La mia disoccupazione è figlia del sole, come Circe. Oggi c'è il sole. Da una giornata bigia egli è uscito d'un tratto, mentre m'accingevo a scrivere, per i posteri, non so quali miei pensieri o immaginazioni: quel lume improvviso mi ha mostrato la lunghezza della posterità, e conseguentemente la poca urgenza della mia opera.

Ma arrivato in piazza Cavour, alla disoccupazione si aggiunge la perplessità. Da una parte si sforzano di verdeggiare i Giardini, dall'altra, oltre i portoni massicci, scampanella via Alessandro Manzoni. A sinistra troverei un poco di alberi, dell'acqua, e certi uccelli come nei francobolli delle collezioni; oggi c'è il sole, e ci sarà movimento; ci saranno anche dei bambini con le loro balie.

— Balie, sì, e cameriere — dice il Dàimone — potrai studiare i progressi della smobilitazione.

Ma a destra la vita: le due vite: la Vita Intensa e la Vita Operosa. Il Dàimone riprende la parola:

— La Vita Intensa, di coloro che non fanno niente? e la Vita Operosa, di coloro che si danno l'aria d'aver molto da fare.

Mi ribello allo scetticismo del Dàimone. La guerra è finita, da due mesi, e c'è il sole, a Milano in gennaio! Bisogna afferrare queste eccellenti occasioni d'essere ottimisti.

— Mi ribello, caro Dàimone; fino a oggi t'ho dato troppo retta, e m'hai condotto per l'aja come fossi un cane (se posso servirmi d'una vetusta immagine di cui non ho mai capito l'origine); ma d'oggi innanzi la mia vita sarà una continua ribellione ai tuoi istinti sofistici e sterili. Andiamo verso le due, le mille vite; guarda: anche Camillo Benso, conte di Cavour, ci fa segno di andare da quella parte.
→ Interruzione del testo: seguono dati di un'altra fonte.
use std::path::Path;

use image::{GrayImage, ImageFormat, Luma, RgbImage};
use ndarray::Array3;

use crate::consts::COLOR_CHANNEL_COUNT;
use crate::error::{PendulumError, Result};
use crate::frame::{Frame, Mask};

/// Load any image the `image` crate understands as an RGB frame.
pub fn load_frame(path: &Path) -> Result<Frame> {
    let rgb = image::open(path)?.to_rgb8();
    let (w, h) = rgb.dimensions();
    let raw = rgb.into_raw();

    let data = Array3::from_shape_vec((h as usize, w as usize, COLOR_CHANNEL_COUNT), raw)
        .map_err(|_| PendulumError::InvalidDimensions {
            width: w,
            height: h,
        })?;
    Ok(Frame::new(data))
}

/// Save a frame as 8-bit RGB PNG.
pub fn save_frame_png(frame: &Frame, path: &Path) -> Result<()> {
    let (w, h) = (frame.width() as u32, frame.height() as u32);
    let img = RgbImage::from_fn(w, h, |col, row| {
        image::Rgb(frame.pixel(row as usize, col as usize))
    });
    img.save_with_format(path, ImageFormat::Png)?;
    Ok(())
}

/// Save a mask as a black/white PNG.
pub fn save_mask_png(mask: &Mask, path: &Path) -> Result<()> {
    let (h, w) = mask.dim();
    let img = GrayImage::from_fn(w as u32, h as u32, |col, row| {
        Luma([if mask[[row as usize, col as usize]] { 255 } else { 0 }])
    });
    img.save_with_format(path, ImageFormat::Png)?;
    Ok(())
}

/// Render a mask as a white-on-black frame.
pub fn mask_to_frame(mask: &Mask) -> Frame {
    let (h, w) = mask.dim();
    let data = Array3::from_shape_fn((h, w, COLOR_CHANNEL_COUNT), |(row, col, _)| {
        if mask[[row, col]] { 255 } else { 0 }
    });
    Frame::new(data)
}
use ndarray::Array2;

/// 3x3 Sobel derivatives `(gx, gy)` with replicated borders.
/// `gx` grows to the right, `gy` grows downward.
pub fn sobel(data: &Array2<f32>) -> (Array2<f32>, Array2<f32>) {
    let (h, w) = data.dim();
    let mut gx = Array2::<f32>::zeros((h, w));
    let mut gy = Array2::<f32>::zeros((h, w));
    if h == 0 || w == 0 {
        return (gx, gy);
    }

    let at = |r: isize, c: isize| -> f32 {
        let r = r.clamp(0, h as isize - 1) as usize;
        let c = c.clamp(0, w as isize - 1) as usize;
        data[[r, c]]
    };

    for row in 0..h as isize {
        for col in 0..w as isize {
            let p00 = at(row - 1, col - 1);
            let p01 = at(row - 1, col);
            let p02 = at(row - 1, col + 1);
            let p10 = at(row, col - 1);
            let p12 = at(row, col + 1);
            let p20 = at(row + 1, col - 1);
            let p21 = at(row + 1, col);
            let p22 = at(row + 1, col + 1);

            gx[[row as usize, col as usize]] = -p00 + p02 - 2.0 * p10 + 2.0 * p12 - p20 + p22;
            gy[[row as usize, col as usize]] = -p00 - 2.0 * p01 - p02 + p20 + 2.0 * p21 + p22;
        }
    }

    (gx, gy)
}
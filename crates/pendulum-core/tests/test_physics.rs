use approx::assert_abs_diff_eq;
use pendulum_core::fit::oscillator::OscillatorParams;
use pendulum_core::physics::{
    length_for, pendulum_length, pendulum_length_from_frequency, surface_length,
    FrequencyConvention,
};

#[test]
fn test_length_from_angular_frequency() {
    let pi = std::f64::consts::PI;
    assert_abs_diff_eq!(pendulum_length(pi), 9.8 / (pi * pi), epsilon = 1e-12);
    assert_abs_diff_eq!(pendulum_length(1.0), 9.8, epsilon = 1e-12);
}

#[test]
fn test_length_decreases_with_frequency() {
    let mut last = f64::INFINITY;
    for i in 1..50 {
        let l = pendulum_length(i as f64 * 0.2);
        assert!(l < last);
        assert!(l > 0.0);
        last = l;
    }
}

#[test]
fn test_hertz_form_matches_angular_form() {
    assert_abs_diff_eq!(
        pendulum_length_from_frequency(0.5),
        pendulum_length(std::f64::consts::PI),
        epsilon = 1e-12
    );
}

#[test]
fn test_conventions_agree_on_fitted_params() {
    let params = OscillatorParams {
        amplitude: 1.0,
        damping: 0.0,
        angular_frequency: 2.5,
        phase: 0.0,
        offset: 0.0,
    };
    assert_abs_diff_eq!(
        length_for(&params, FrequencyConvention::AngularFrequency),
        length_for(&params, FrequencyConvention::Hertz),
        epsilon = 1e-12
    );
    assert_abs_diff_eq!(
        FrequencyConvention::Hertz.frequency(&params),
        2.5 / std::f64::consts::TAU,
        epsilon = 1e-12
    );
    assert_eq!(FrequencyConvention::AngularFrequency.column(), "omega");
    assert_eq!(FrequencyConvention::Hertz.column(), "f");
}

#[test]
fn test_surface_length() {
    // ratio = 100 / 10 = 10
    assert_abs_diff_eq!(surface_length(1.0, 100.0, 10.0).unwrap(), 0.9, epsilon = 1e-12);
}

#[test]
fn test_surface_length_undefined() {
    assert!(surface_length(1.0, 100.0, 0.0).is_none());
    assert!(surface_length(1.0, 0.0, 10.0).is_none());
    assert!(surface_length(f64::NAN, 100.0, 10.0).is_none());
    assert!(surface_length(1.0, f64::INFINITY, 10.0).is_none());
}
use ndarray::Array2;
use rayon::prelude::*;

use crate::consts::PARALLEL_PIXEL_THRESHOLD;

/// Sigma implied by a kernel size when none is given explicitly.
pub fn sigma_for_kernel(size: usize) -> f32 {
    0.3 * ((size as f32 - 1.0) * 0.5 - 1.0) + 0.8
}

/// Blur with a fixed odd-sized square kernel; sigma is derived from the size.
pub fn gaussian_blur(data: &Array2<f32>, kernel_size: usize) -> Array2<f32> {
    if data.is_empty() {
        return data.clone();
    }
    let size = kernel_size.max(1) | 1;
    let kernel = make_gaussian_kernel(size / 2, sigma_for_kernel(size));
    let row_pass = convolve_rows(data, &kernel);
    convolve_cols(&row_pass, &kernel)
}

fn make_gaussian_kernel(radius: usize, sigma: f32) -> Vec<f32> {
    let size = 2 * radius + 1;
    let mut kernel = vec![0.0f32; size];
    let s2 = 2.0 * sigma * sigma;
    let mut sum = 0.0f32;

    for (i, k) in kernel.iter_mut().enumerate() {
        let x = i as f32 - radius as f32;
        *k = (-x * x / s2).exp();
        sum += *k;
    }

    for v in &mut kernel {
        *v /= sum;
    }

    kernel
}

fn convolve_rows(data: &Array2<f32>, kernel: &[f32]) -> Array2<f32> {
    let (h, w) = data.dim();
    let radius = kernel.len() / 2;

    let row_at = |row: usize| -> Vec<f32> {
        (0..w)
            .map(|col| {
                let mut sum = 0.0f32;
                for (ki, &kv) in kernel.iter().enumerate() {
                    let src_col = (col as isize + ki as isize - radius as isize)
                        .clamp(0, w as isize - 1) as usize;
                    sum += data[[row, src_col]] * kv;
                }
                sum
            })
            .collect()
    };

    collect_rows(h, w, row_at)
}

fn convolve_cols(data: &Array2<f32>, kernel: &[f32]) -> Array2<f32> {
    let (h, w) = data.dim();
    let radius = kernel.len() / 2;

    let row_at = |row: usize| -> Vec<f32> {
        (0..w)
            .map(|col| {
                let mut sum = 0.0f32;
                for (ki, &kv) in kernel.iter().enumerate() {
                    let src_row = (row as isize + ki as isize - radius as isize)
                        .clamp(0, h as isize - 1) as usize;
                    sum += data[[src_row, col]] * kv;
                }
                sum
            })
            .collect()
    };

    collect_rows(h, w, row_at)
}

/// Evaluate `row_at` for every row, in parallel for large images.
fn collect_rows<F>(h: usize, w: usize, row_at: F) -> Array2<f32>
where
    F: Fn(usize) -> Vec<f32> + Sync,
{
    let rows: Vec<Vec<f32>> = if h * w >= PARALLEL_PIXEL_THRESHOLD {
        (0..h).into_par_iter().map(&row_at).collect()
    } else {
        (0..h).map(&row_at).collect()
    };

    let mut result = Array2::<f32>::zeros((h, w));
    for (row, row_data) in rows.into_iter().enumerate() {
        for (col, val) in row_data.into_iter().enumerate() {
            result[[row, col]] = val;
        }
    }
    result
}
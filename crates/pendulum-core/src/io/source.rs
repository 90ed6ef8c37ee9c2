use std::collections::VecDeque;

use crate::error::Result;
use crate::frame::Frame;

/// A sequential supplier of frames.
///
/// `Ok(None)` marks the end of the stream; an `Err` is an acquisition failure.
pub trait VideoSource: Send {
    /// Frames per second used to timestamp samples.
    fn frame_rate(&self) -> f64;

    /// `(width, height)` in pixels.
    fn dimensions(&self) -> (usize, usize);

    fn next_frame(&mut self) -> Result<Option<Frame>>;
}

impl<S: VideoSource + ?Sized> VideoSource for Box<S> {
    fn frame_rate(&self) -> f64 {
        (**self).frame_rate()
    }

    fn dimensions(&self) -> (usize, usize) {
        (**self).dimensions()
    }

    fn next_frame(&mut self) -> Result<Option<Frame>> {
        (**self).next_frame()
    }
}

/// Frames held in memory, handed out in order.
pub struct InMemorySource {
    frames: VecDeque<Frame>,
    frame_rate: f64,
    dimensions: (usize, usize),
    next_index: usize,
}

impl InMemorySource {
    pub fn new(frames: Vec<Frame>, frame_rate: f64) -> Self {
        let dimensions = frames
            .first()
            .map(|f| (f.width(), f.height()))
            .unwrap_or((0, 0));
        Self {
            frames: frames.into(),
            frame_rate,
            dimensions,
            next_index: 0,
        }
    }

    pub fn remaining(&self) -> usize {
        self.frames.len()
    }
}

impl VideoSource for InMemorySource {
    fn frame_rate(&self) -> f64 {
        self.frame_rate
    }

    fn dimensions(&self) -> (usize, usize) {
        self.dimensions
    }

    fn next_frame(&mut self) -> Result<Option<Frame>> {
        let Some(frame) = self.frames.pop_front() else {
            return Ok(None);
        };
        let index = self.next_index;
        self.next_index += 1;
        Ok(Some(frame.with_index(index)))
    }
}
2. Ercole e il Cappuccetto Rosso.

È impossibile immaginare con qualche probabilità come si sarebbe svolta la serie della nostra vita, se in un momento qualunque del passato avessimo compiuto un atto diverso da quello che abbiamo compiuto. Ogni volta che un uomo, anche nel più ozioso vagabondaggio, prende a destra piuttosto che a sinistra, può produrre una incalcolabile mutazione nei propri destini, e ignorerà sempre, dolorosamente, la portata di questa mutazione. Da ciò deriva la scarsa efficacia delle favole morali. Si racconta ai ragazzi che Ercole figlio di Alcmena, avendo al noto bivio scelto la via faticosa e aspra, sia perciò, attraverso dodici e più fatiche, pervenuto alla eccellente condizione e sinecura di semidio. Ma non possiamo dire in coscienza a che cosa Ercole sarebbe pervenuto se avesse scelto la strada piacevole e facile. Forse sarebbe diventato semidio ugualmente, e senza le dodici fatiche; forse sarebbe arrivato anche più là, l'avrebbero fatto dio addirittura; e non soltanto in India e in Siria, dove dovette come dio cambiare nome e chiamarsi Rama e Baal, ma sarebbe successo apertamente a Zeus, invece di Cristo, in tutto il mondo occidentale: chi sa?

Tutte le favole, di tutte le epoche, sono altrettanto scarsamente probanti. Cappuccetto Rosso per aver preso la strada più lunga nel bosco finì divorata dal lupo. Verissimo. Ma se avesse preso la strada più corta, possiamo noi affermare che non le sarebbe accaduto anche di peggio? per esempio essere violata da un malandrino, e di lì finire nella vita disonesta, che, come ognuno sa, è peggiore della morte?